Er wordt zelfs geen moeite gedaan om te verbergen dat achter het masker van de diversiteit iets anders schuil gaat. Men zegt ‘diversiteit’ en men ruikt het frisse zweet van een potentieel productief arbeidsreserveleger van nu nog werkloze ouderen, gehandicapten, allochtonen, vrouwen. Het gaat kortom, zoals in de definitie onverhuld wordt gezegd, om ‘inzetbaarheid’, participatie, ingeschakeld worden in een samenleving die zichzelf omschrijft als een actieve, productieve en, nog liever, een innovatieve kennismaatschappij. Dat levert winst op, een ‘diversiteitsdividend’ zoals het wordt genoemd [2].

Dit doel van het diversiteitsbeleid wordt niet altijd zo brutaal gesteld, en het zou ook unfair zijn om het daartoe helemaal te herleiden.

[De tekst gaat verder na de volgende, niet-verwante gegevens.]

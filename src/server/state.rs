use std::sync::Arc;

use crate::config::ServerConfig;
use crate::BinaryBench;

/// Shared application state for the HTTP server
#[derive(Clone)]
pub struct AppState {
    inner: Arc<AppStateInner>,
}

struct AppStateInner {
    config: ServerConfig,
    bench: Arc<BinaryBench>,
}

impl AppState {
    /// Wrap the server settings and the benchmark service.
    pub fn new(config: ServerConfig, bench: BinaryBench) -> Self {
        Self {
            inner: Arc::new(AppStateInner {
                config,
                bench: Arc::new(bench),
            }),
        }
    }

    /// Server settings.
    pub fn config(&self) -> &ServerConfig {
        &self.inner.config
    }

    /// Handle to the benchmark service, cheap to move into blocking tasks.
    pub fn bench(&self) -> Arc<BinaryBench> {
        Arc::clone(&self.inner.bench)
    }
}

Maar ver hoeft men er meestal niet naar te zoeken.

De ‘Engagementsverklaring’ van de Vlaamse onderwijswereld die de titel draagt Diversiteit als meerwaarde begint met de vaststelling: ‘De evolutie naar een kennismaatschappij geeft aanleiding tot nieuwe uitsluitingsmechanismen’ [3]. De toon is gezet. We leven in een kenniseconomie. Willen we overleven, dan moet er geleerd worden, en niet zo’n beetje ook, maar levenslang, liefst nuttige zaken, vaardigheden. We kunnen het ons niet permitteren om jonge mensen aan de kant te laten staan. Oude mensen ook niet. Vrouwen, mannen, allochtonen, autochtonen, homoseksuelen, heteroseksuelen, blanken, zwarten, gelovigen, ongelovigen, iedereen moet mee. We hebben ieders talent nodig. Achterblijvers worden niet getolereerd, zo divers is ons beleid nu ook weer niet. De moordende concurrentiële omgeving van de globale economie is geen lachertje. Die verdraagt niet dat er morsig wordt omgesprongen met middelen. En welke middelen hebben we? Geen andere dan onze grijze hersenmassa. Wij zijn zelf de middelen die moeten we aanboren.

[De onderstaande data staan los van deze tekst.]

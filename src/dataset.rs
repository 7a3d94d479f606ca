//! Chart magnitude generation.

use crate::constants::{LADDER, MAX_CHART_CAP, MIN_CHART_CAP};

/// Magnitudes to chart for a user-supplied `user_n`.
///
/// Ladder entries up to `user_n` (clamped to `[100, 1_000_000]`), plus
/// `user_n` itself when it lies in `(0, 1_000_000]`. Strictly ascending.
pub fn generate(user_n: i64) -> Vec<i64> {
    let cap = user_n.clamp(MIN_CHART_CAP, MAX_CHART_CAP);

    let mut points: Vec<i64> = LADDER.iter().copied().filter(|&p| p <= cap).collect();

    if user_n > 0 && user_n <= MAX_CHART_CAP {
        if let Err(index) = points.binary_search(&user_n) {
            points.insert(index, user_n);
        }
    }

    points
}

Het staat niet in die bewoordingen in het rapport, maar de redenering komt er wel op neer. In het rapport heet het: ‘Groepen mensen die minder toegang hebben tot informatie en over minder strategieën beschikken om informatie te verwerven tot functionele kennis en vaardigheden, lopen een reëel risico op achterstelling en uitsluiting’.

Achterstelling en uitsluiting zijn misschien niet aangenaam voor de betrokkenen, maar ze vormen vooral een dure maatschappelijke en economische kost die we ons niet kunnen permitteren. Vandaar dat de partners die het akkoord sloten, willen ‘bijdragen tot meer sociale cohesie’. Ze willen ‘leerlingen uit de doelgroepen ondersteunen om het secundair onderwijs met succes te doorlopen’, ‘bijdragen tot een substantiële verbetering van hun doorstroming naar het hoger onderwijs’, ‘actief meewerken aan de […] substantiële vermindering van de ongekwalificeerde uitstroom van jongeren in het onderwijs’, en ‘de startkwalificatie in functie van hun competenties’ bevorderen.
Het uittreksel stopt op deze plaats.